The answer must consist of every line in the data that contains "renderer".

•••

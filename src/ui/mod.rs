//! Terminal UI layer for interactive chat sessions.
//!
//! - [`chat_loop`]: the event loop that feeds key presses and chat outcomes
//!   to [`crate::core::app`].
//! - [`renderer`]: the three-pane frame (header, output, input).
//! - [`output`] and [`markup`]: the scrollback and its inline color tags.
//! - [`theme`]: the palette every color is drawn from.

pub mod chat_loop;
pub mod markup;
pub mod output;
pub mod renderer;
pub mod theme;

•••

#### Final answer
//! - [`renderer`]: the three-pane frame (header, output, input).
pub mod renderer;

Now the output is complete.